Aligning Web Query Generation with Ranking Objectives via Direct Preference Optimization
João Coelho, Bruno Martins, João Magalhães, Chenyan Xiong
TL;DR
This study tackles the data bottleneck in training neural web retrievers by using Direct Preference Optimization (DPO) to align synthetic query generation with ranking signals, rather than relying on post hoc filtering. The authors generate multiple queries per document, construct ranking-based preference datasets, and fine-tune the generator with the DPO loss to produce high-quality queries aimed at maximizing downstream retrieval effectiveness.
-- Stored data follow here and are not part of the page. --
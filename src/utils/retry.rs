//! Bounded exponential backoff shared by polling and conflict-retry loops.

use std::time::Duration;

/// Configuration for bounded retry with exponential backoff.
///
/// Used when polling an external signer for a pending certificate request
/// and when re-reading a root certificate object after a write conflict.
#[derive(Debug, Clone, PartialEq)]
pub struct BackoffPolicy {
    /// Maximum number of attempts, including the first one
    pub max_attempts: u32,
    /// Backoff before the second attempt
    pub initial_backoff: Duration,
    /// Cap for exponential growth
    pub max_backoff: Duration,
    /// Multiplier for exponential backoff (e.g., 2.0 for doubling)
    pub backoff_multiplier: f64,
}

impl Default for BackoffPolicy {
    fn default() -> Self {
        Self {
            max_attempts: 3,
            initial_backoff: Duration::from_millis(100),
            max_backoff: Duration::from_secs(5),
            backoff_multiplier: 2.0,
        }
    }
}

impl BackoffPolicy {
    /// Policy for optimistic-concurrency writes: five attempts, short waits.
    pub fn conflict_retry() -> Self {
        Self {
            max_attempts: 5,
            initial_backoff: Duration::from_millis(10),
            max_backoff: Duration::from_millis(500),
            backoff_multiplier: 2.0,
        }
    }

    /// Policy with no waiting between attempts. Intended for tests.
    pub fn immediate(max_attempts: u32) -> Self {
        Self {
            max_attempts,
            initial_backoff: Duration::ZERO,
            max_backoff: Duration::ZERO,
            backoff_multiplier: 1.0,
        }
    }

    /// Calculate the backoff duration for a given attempt number (0-indexed).
    pub fn backoff_for_attempt(&self, attempt: u32) -> Duration {
        if attempt == 0 {
            return Duration::ZERO;
        }

        let multiplier = self.backoff_multiplier.powi(attempt as i32 - 1);
        let backoff_ms = self.initial_backoff.as_millis() as f64 * multiplier;
        let capped_ms = backoff_ms.min(self.max_backoff.as_millis() as f64);

        Duration::from_millis(capped_ms as u64)
    }

    /// Sum of every backoff the policy can wait through.
    pub fn total_budget(&self) -> Duration {
        (0..self.max_attempts).map(|attempt| self.backoff_for_attempt(attempt)).sum()
    }

    /// Sleep for the backoff that precedes `attempt`.
    pub async fn wait(&self, attempt: u32) {
        let delay = self.backoff_for_attempt(attempt);
        if !delay.is_zero() {
            tokio::time::sleep(delay).await;
        }
    }
}
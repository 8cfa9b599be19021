//! Renewal jitter.
//!
//! Certificates issued together would otherwise all renew on the same tick.
//! A small random delay is added to the renewal lead time so renewals spread
//! out. The source is injectable so tests can pin it.

use std::fmt::Debug;
use std::time::Duration;

use rand::Rng;

/// Jitter is drawn from whole seconds in `[0, NOISE_SECONDS)`.
pub const NOISE_SECONDS: u64 = 5;

/// Source of renewal noise.
pub trait JitterSource: Send + Sync + Debug {
    /// Noise to add to the renewal lead time. Must be below [`NOISE_SECONDS`].
    fn renewal_noise(&self) -> Duration;
}

/// Uniform whole-second jitter from the thread-local RNG.
#[derive(Debug, Clone, Copy, Default)]
pub struct RandomJitter;

impl JitterSource for RandomJitter {
    fn renewal_noise(&self) -> Duration {
        Duration::from_secs(rand::thread_rng().gen_range(0..NOISE_SECONDS))
    }
}

/// Constant jitter.
#[derive(Debug, Clone, Copy, Default)]
pub struct FixedJitter(pub Duration);

impl FixedJitter {
    pub fn none() -> Self {
        Self(Duration::ZERO)
    }
}

impl JitterSource for FixedJitter {
    fn renewal_noise(&self) -> Duration {
        self.0
    }
}
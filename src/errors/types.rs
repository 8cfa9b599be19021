//! # Error Types
//!
//! Crate-wide error type and the configuration error category.

use thiserror::Error;

use super::certificate::{DecodeError, IssuanceError};
use super::cluster::{ConflictError, StoreError, SyncTimeoutError};
use crate::secrets::SecretsError;

/// Custom result type for meshplane operations
pub type Result<T> = std::result::Result<T, MeshplaneError>;

/// Malformed or contradictory mesh configuration.
///
/// Always fatal: the process must not proceed with an undefined provider.
#[derive(Debug, Error)]
pub enum ConfigError {
    /// None of the provider sections is populated.
    #[error("No certificate provider configured: exactly one of certManager, vault, tresor is required")]
    NoProvider,

    /// More than one provider section is populated.
    #[error("Multiple certificate providers configured ({}): exactly one is allowed", providers.join(", "))]
    MultipleProviders { providers: Vec<&'static str> },

    /// A required field of the selected provider is missing or empty.
    #[error("Provider '{provider}' is missing required field '{field}'")]
    MissingField { provider: &'static str, field: &'static str },

    /// A field holds a value outside its accepted domain.
    #[error("Invalid configuration: {message}")]
    Invalid { message: String },

    /// The configuration sources could not be read or deserialized.
    #[error("Configuration loading failed: {0}")]
    Load(#[from] ::config::ConfigError),
}

impl ConfigError {
    pub fn invalid(message: impl Into<String>) -> Self {
        Self::Invalid { message: message.into() }
    }
}

impl From<validator::ValidationErrors> for ConfigError {
    fn from(errors: validator::ValidationErrors) -> Self {
        let message = errors
            .field_errors()
            .iter()
            .map(|(field, field_errors)| {
                let error_messages: Vec<String> = field_errors
                    .iter()
                    .map(|e| {
                        e.message.as_ref().map_or("Invalid value".to_string(), |m| m.to_string())
                    })
                    .collect();
                format!("{}: {}", field, error_messages.join(", "))
            })
            .collect::<Vec<_>>()
            .join("; ");

        Self::invalid(format!("Validation failed: {}", message))
    }
}

/// Main error type for meshplane
#[derive(Debug, Error)]
pub enum MeshplaneError {
    #[error(transparent)]
    Config(#[from] ConfigError),

    #[error(transparent)]
    Decode(#[from] DecodeError),

    #[error(transparent)]
    Issuance(#[from] IssuanceError),

    #[error(transparent)]
    Conflict(#[from] ConflictError),

    #[error(transparent)]
    SyncTimeout(#[from] SyncTimeoutError),

    #[error(transparent)]
    Store(#[from] StoreError),

    #[error(transparent)]
    Secrets(#[from] SecretsError),

    /// Internal invariant violations
    #[error("Internal error: {message}")]
    Internal { message: String },
}

impl MeshplaneError {
    /// Create an internal error
    pub fn internal<S: Into<String>>(message: S) -> Self {
        Self::Internal { message: message.into() }
    }

    /// Check if this error should be retried
    pub fn is_retryable(&self) -> bool {
        match self {
            MeshplaneError::Issuance(e) => e.is_retryable(),
            MeshplaneError::SyncTimeout(_) => true,
            MeshplaneError::Store(e) => e.is_conflict(),
            _ => false,
        }
    }
}

#[cfg(test)]
mod tests {
    use super::*;
    use std::time::Duration;

    #[test]
    fn test_config_error_display() {
        let err = ConfigError::MultipleProviders { providers: vec!["vault", "tresor"] };
        assert_eq!(
            err.to_string(),
            "Multiple certificate providers configured (vault, tresor): exactly one is allowed"
        );

        let err = ConfigError::MissingField { provider: "vault", field: "role" };
        assert_eq!(err.to_string(), "Provider 'vault' is missing required field 'role'");
    }

    #[test]
    fn test_error_conversions() {
        let err: MeshplaneError = DecodeError::MissingCommonName.into();
        assert!(matches!(err, MeshplaneError::Decode(_)));

        let err: MeshplaneError = ConfigError::NoProvider.into();
        assert!(matches!(err, MeshplaneError::Config(_)));
        assert!(!err.is_retryable());
    }

    #[test]
    fn test_retryable_errors() {
        let err: MeshplaneError = IssuanceError::unavailable("vault", "timeout").into();
        assert!(err.is_retryable());

        let err: MeshplaneError =
            SyncTimeoutError { kinds: "services".to_string(), timeout: Duration::from_secs(3) }
                .into();
        assert!(err.is_retryable());

        let err: MeshplaneError = ConflictError { name: "root".to_string(), attempts: 5 }.into();
        assert!(!err.is_retryable());
    }
}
They validate the approach on MS MARCO and ClueWeb22, showing that DPO-aligned queries lead to higher ranker relevance and stronger retrieval performance, along with substantially better query retention. The framework reduces dependence on human annotations and demonstrates data-efficient, scalable improvement for dense retrieval in the Web domain, with potential applicability to other synthetic-data tasks.
Abstract
Neural retrieval models excel in Web search, but their training requires substantial amounts of labeled query-document pairs, which are costly to obtain. With the widespread availability of Web document collections like ClueWeb22, synthetic queries generated by large language models offer a scalable alternative. Still, synthetic training queries often vary in quality, which leads to suboptimal downstream retrieval performance. Existing methods typically filter out noisy query-document pairs based on signals from an external re-ranker. In contrast, we propose a framework that leverages Direct Preference Optimization (DPO) to integrate ranking signals into the query generation process, aiming to directly optimize the model towards generating high-quality queries that maximize downstream retrieval effectiveness. Experiments show higher ranker-assessed relevance between query-document pairs after DPO, leading to stronger downstream performance on the MS~MARCO benchmark when compared to baseline models trained with synthetic data.